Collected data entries

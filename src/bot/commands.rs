use anyhow::Result;
use serenity::{
    builder::{CreateCommand, CreateCommandOption},
    model::{application::CommandOptionType, id::GuildId},
    prelude::Context,
};

fn all_commands() -> Vec<CreateCommand> {
    vec![
        play_command(),
        join_command(),
        leave_command(),
        pause_command(),
        resume_command(),
        skip_command(),
        stop_command(),
        queue_command(),
        nowplaying_command(),
        shuffle_command(),
        loop_command(),
        remove_command(),
        clear_command(),
        stats_command(),
    ]
}

/// Registra comandos globales
pub async fn register_global_commands(ctx: &Context) -> Result<()> {
    for command in all_commands() {
        ctx.http.create_global_command(&command).await?;
    }
    Ok(())
}

/// Registra comandos para una guild específica (desarrollo)
pub async fn register_guild_commands(ctx: &Context, guild_id: GuildId) -> Result<()> {
    guild_id.set_commands(&ctx.http, all_commands()).await?;
    Ok(())
}

fn play_command() -> CreateCommand {
    CreateCommand::new("play")
        .description("Encola una canción o playlist")
        .add_option(
            CreateCommandOption::new(
                CommandOptionType::String,
                "query",
                "URL o término de búsqueda",
            )
            .required(true),
        )
        .add_option(CreateCommandOption::new(
            CommandOptionType::Boolean,
            "next",
            "Ponerla la primera de la cola",
        ))
}

fn join_command() -> CreateCommand {
    CreateCommand::new("join").description("Une el bot a tu canal de voz")
}

fn leave_command() -> CreateCommand {
    CreateCommand::new("leave").description("Desconecta el bot y limpia la cola")
}

fn pause_command() -> CreateCommand {
    CreateCommand::new("pause").description("Pausa la canción actual")
}

fn resume_command() -> CreateCommand {
    CreateCommand::new("resume").description("Reanuda la canción pausada")
}

fn skip_command() -> CreateCommand {
    CreateCommand::new("skip").description("Salta a la siguiente canción")
}

fn stop_command() -> CreateCommand {
    CreateCommand::new("stop").description("Detiene la reproducción y vacía la cola")
}

fn queue_command() -> CreateCommand {
    CreateCommand::new("queue")
        .description("Muestra la cola de reproducción")
        .add_option(
            CreateCommandOption::new(CommandOptionType::Integer, "page", "Página a mostrar")
                .min_int_value(1),
        )
}

fn nowplaying_command() -> CreateCommand {
    CreateCommand::new("nowplaying").description("Muestra la canción actual")
}

fn shuffle_command() -> CreateCommand {
    CreateCommand::new("shuffle").description("Mezcla la cola")
}

fn loop_command() -> CreateCommand {
    CreateCommand::new("loop").description("Activa o desactiva el loop de la cola")
}

fn remove_command() -> CreateCommand {
    CreateCommand::new("remove")
        .description("Quita una canción de la cola")
        .add_option(
            CreateCommandOption::new(
                CommandOptionType::Integer,
                "position",
                "Posición mostrada en /queue",
            )
            .min_int_value(1),
        )
        .add_option(CreateCommandOption::new(
            CommandOptionType::String,
            "query",
            "URL o búsqueda de la canción a quitar",
        ))
}

fn clear_command() -> CreateCommand {
    CreateCommand::new("clear").description("Vacía la cola sin tocar la canción actual")
}

fn stats_command() -> CreateCommand {
    CreateCommand::new("stats")
        .description("Estadísticas de uso del servidor")
        .add_option(CreateCommandOption::new(
            CommandOptionType::User,
            "user",
            "Filtrar por solicitante",
        ))
        .add_option(CreateCommandOption::new(
            CommandOptionType::String,
            "query",
            "Filtrar por canción (URL o búsqueda)",
        ))
}
use std::collections::{HashSet, VecDeque};
use std::time::Duration;

use parking_lot::Mutex;
use rand::seq::SliceRandom;
use serenity::model::id::UserId;
use thiserror::Error;
use tokio::sync::Notify;
use tracing::debug;

use crate::track::Track;

/// La cola alcanzó su capacidad máxima.
#[derive(Debug, Error, PartialEq)]
#[error("la cola está llena (máximo {max} canciones)")]
pub struct QueueFull {
    pub max: usize,
}

/// Cola de tracks de una guild.
///
/// Una sola secuencia ordenada con dos inserciones (`push_back` para el final,
/// frente para "play next"), bandera de loop y extracción bloqueante para el
/// bucle del coordinador.
pub struct TrackQueue {
    inner: Mutex<Inner>,
    notify: Notify,
    max_size: usize,
}

struct Inner {
    items: VecDeque<Track>,
    looping: bool,
}

impl TrackQueue {
    pub fn new(max_size: usize) -> Self {
        Self {
            inner: Mutex::new(Inner {
                items: VecDeque::new(),
                looping: false,
            }),
            notify: Notify::new(),
            max_size,
        }
    }

    /// Encola un track al final, o al frente con `play_next`.
    pub fn push(&self, track: Track, play_next: bool) -> Result<(), QueueFull> {
        {
            let mut inner = self.inner.lock();
            if inner.items.len() >= self.max_size {
                return Err(QueueFull { max: self.max_size });
            }
            debug!("➕ Encolado {} (play_next: {})", track.title, play_next);
            if play_next {
                inner.items.push_front(track);
            } else {
                inner.items.push_back(track);
            }
        }
        self.notify.notify_one();
        Ok(())
    }

    /// Espera hasta poder extraer el siguiente track de la cabeza.
    pub async fn next(&self) -> Track {
        loop {
            let notified = self.notify.notified();
            if let Some(track) = self.inner.lock().items.pop_front() {
                return track;
            }
            notified.await;
        }
    }

    /// Quita y devuelve el track en la posición mostrada (base 1).
    pub fn remove_at(&self, position: usize) -> Option<Track> {
        let mut inner = self.inner.lock();
        if position == 0 || position > inner.items.len() {
            return None;
        }
        inner.items.remove(position - 1)
    }

    /// Quita y devuelve el primer track cuyo id esté en `ids`.
    pub fn remove_matching(&self, ids: &HashSet<String>) -> Option<Track> {
        let mut inner = self.inner.lock();
        let index = inner.items.iter().position(|t| ids.contains(&t.id))?;
        inner.items.remove(index)
    }

    pub fn shuffle(&self) {
        let mut inner = self.inner.lock();
        inner
            .items
            .make_contiguous()
            .shuffle(&mut rand::thread_rng());
    }

    pub fn clear(&self) {
        self.inner.lock().items.clear();
    }

    #[allow(dead_code)]
    pub fn len(&self) -> usize {
        self.inner.lock().items.len()
    }

    pub fn is_empty(&self) -> bool {
        self.inner.lock().items.is_empty()
    }

    #[allow(dead_code)]
    pub fn set_loop(&self, enabled: bool) {
        self.inner.lock().looping = enabled;
    }

    pub fn toggle_loop(&self) -> bool {
        let mut inner = self.inner.lock();
        inner.looping = !inner.looping;
        inner.looping
    }

    pub fn is_loop(&self) -> bool {
        self.inner.lock().looping
    }

    /// Copia de solo lectura de una página de la cola, para mostrar.
    pub fn snapshot(&self, page: usize, page_size: usize) -> QueuePage {
        let inner = self.inner.lock();
        let total_items = inner.items.len();
        let page_size = page_size.max(1);
        let total_pages = total_items.div_ceil(page_size).max(1);
        let page = page.clamp(1, total_pages);
        let start = (page - 1) * page_size;

        let entries = inner
            .items
            .iter()
            .enumerate()
            .skip(start)
            .take(page_size)
            .map(|(i, track)| QueueEntry {
                position: i + 1,
                title: track.title.clone(),
                url: track.url.clone(),
                requester_id: track.requester_id,
                duration: track.duration,
            })
            .collect();

        QueuePage {
            entries,
            page,
            total_pages,
            total_items,
        }
    }
}

/// Entrada de una página de la cola, copiada para mostrar sin sostener el lock.
#[derive(Debug, Clone)]
pub struct QueueEntry {
    pub position: usize,
    pub title: String,
    pub url: String,
    pub requester_id: UserId,
    pub duration: Option<Duration>,
}

#[derive(Debug, Clone)]
pub struct QueuePage {
    pub entries: Vec<QueueEntry>,
    pub page: usize,
    pub total_pages: usize,
    pub total_items: usize,
}

#[cfg(test)]
mod tests {
    use super::*;
    use crate::resolver::ResolvedTrack;
    use crate::track::PlayableSource;
    use pretty_assertions::assert_eq;
    use serenity::model::id::{ChannelId, GuildId};

    fn track(id: &str) -> Track {
        Track::new(
            ResolvedTrack {
                id: id.to_string(),
                title: format!("Track {id}"),
                url: format!("https://youtu.be/{id}"),
                duration: Some(Duration::from_secs(120)),
                source: PlayableSource::YtDlp {
                    page_url: format!("https://youtu.be/{id}"),
                },
            },
            GuildId::new(7),
            UserId::new(42),
            ChannelId::new(99),
        )
    }

    fn ids(queue: &TrackQueue) -> Vec<String> {
        queue
            .snapshot(1, 100)
            .entries
            .iter()
            .map(|e| e.title.trim_start_matches("Track ").to_string())
            .collect()
    }

    #[test]
    fn push_back_keeps_fifo_order() {
        let queue = TrackQueue::new(10);
        queue.push(track("a"), false).unwrap();
        queue.push(track("b"), false).unwrap();
        queue.push(track("c"), false).unwrap();
        assert_eq!(ids(&queue), vec!["a", "b", "c"]);
    }

    #[test]
    fn play_next_inserts_at_head() {
        let queue = TrackQueue::new(10);
        queue.push(track("a"), false).unwrap();
        queue.push(track("b"), false).unwrap();
        queue.push(track("c"), true).unwrap();
        assert_eq!(ids(&queue), vec!["c", "a", "b"]);
    }

    #[test]
    fn push_fails_when_full() {
        let queue = TrackQueue::new(2);
        queue.push(track("a"), false).unwrap();
        queue.push(track("b"), false).unwrap();
        let err = queue.push(track("c"), false).unwrap_err();
        assert_eq!(err, QueueFull { max: 2 });
        assert_eq!(queue.len(), 2);
    }

    #[test]
    fn remove_at_uses_display_positions() {
        let queue = TrackQueue::new(10);
        queue.push(track("a"), false).unwrap();
        queue.push(track("b"), false).unwrap();
        queue.push(track("c"), false).unwrap();

        let removed = queue.remove_at(2).expect("debería quitar la posición 2");
        assert_eq!(removed.id, "b");
        assert_eq!(ids(&queue), vec!["a", "c"]);

        assert!(queue.remove_at(0).is_none());
        assert!(queue.remove_at(3).is_none());
        assert_eq!(ids(&queue), vec!["a", "c"]);
    }

    #[test]
    fn remove_matching_takes_first_match() {
        let queue = TrackQueue::new(10);
        queue.push(track("a"), false).unwrap();
        queue.push(track("b"), false).unwrap();
        queue.push(track("c"), false).unwrap();

        let wanted: HashSet<String> = ["b".to_string(), "c".to_string()].into();
        let removed = queue.remove_matching(&wanted).unwrap();
        assert_eq!(removed.id, "b");
        assert_eq!(queue.len(), 2);

        let missing: HashSet<String> = ["zzz".to_string()].into();
        assert!(queue.remove_matching(&missing).is_none());
    }

    #[test]
    fn shuffle_preserves_contents() {
        let queue = TrackQueue::new(100);
        for i in 0..20 {
            queue.push(track(&format!("t{i}")), false).unwrap();
        }
        queue.shuffle();

        let mut after = ids(&queue);
        after.sort();
        let mut expected: Vec<String> = (0..20).map(|i| format!("t{i}")).collect();
        expected.sort();
        assert_eq!(after, expected);
    }

    #[test]
    fn snapshot_pages_are_bounded() {
        let queue = TrackQueue::new(100);
        for i in 0..25 {
            queue.push(track(&format!("t{i}")), false).unwrap();
        }

        let page = queue.snapshot(1, 10);
        assert_eq!(page.entries.len(), 10);
        assert_eq!(page.total_pages, 3);
        assert_eq!(page.total_items, 25);
        assert_eq!(page.entries[0].position, 1);

        let last = queue.snapshot(3, 10);
        assert_eq!(last.entries.len(), 5);
        assert_eq!(last.entries[0].position, 21);

        // fuera de rango: se ajusta a la última página
        let clamped = queue.snapshot(99, 10);
        assert_eq!(clamped.page, 3);

        let empty = TrackQueue::new(10).snapshot(1, 10);
        assert_eq!(empty.total_pages, 1);
        assert!(empty.entries.is_empty());
    }

    #[tokio::test]
    async fn next_waits_for_a_push() {
        let queue = std::sync::Arc::new(TrackQueue::new(10));
        let waiter = {
            let queue = queue.clone();
            tokio::spawn(async move { queue.next().await.id })
        };

        tokio::time::sleep(Duration::from_millis(50)).await;
        queue.push(track("a"), false).unwrap();

        let got = tokio::time::timeout(Duration::from_secs(2), waiter)
            .await
            .expect("next() no despertó")
            .unwrap();
        assert_eq!(got, "a");
    }

    #[tokio::test]
    async fn next_returns_immediately_when_ready() {
        let queue = TrackQueue::new(10);
        queue.push(track("a"), false).unwrap();
        queue.push(track("b"), false).unwrap();

        assert_eq!(queue.next().await.id, "a");
        assert_eq!(queue.next().await.id, "b");
    }

    #[test]
    fn loop_flag_toggles() {
        let queue = TrackQueue::new(10);
        assert!(!queue.is_loop());
        assert!(queue.toggle_loop());
        assert!(queue.is_loop());
        queue.set_loop(false);
        assert!(!queue.is_loop());
    }
}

» What to produce: Find all lines holding the word "QueuePage" in the records above and copy them.

» Task output:
    pub fn snapshot(&self, page: usize, page_size: usize) -> QueuePage {
        QueuePage {
pub struct QueuePage {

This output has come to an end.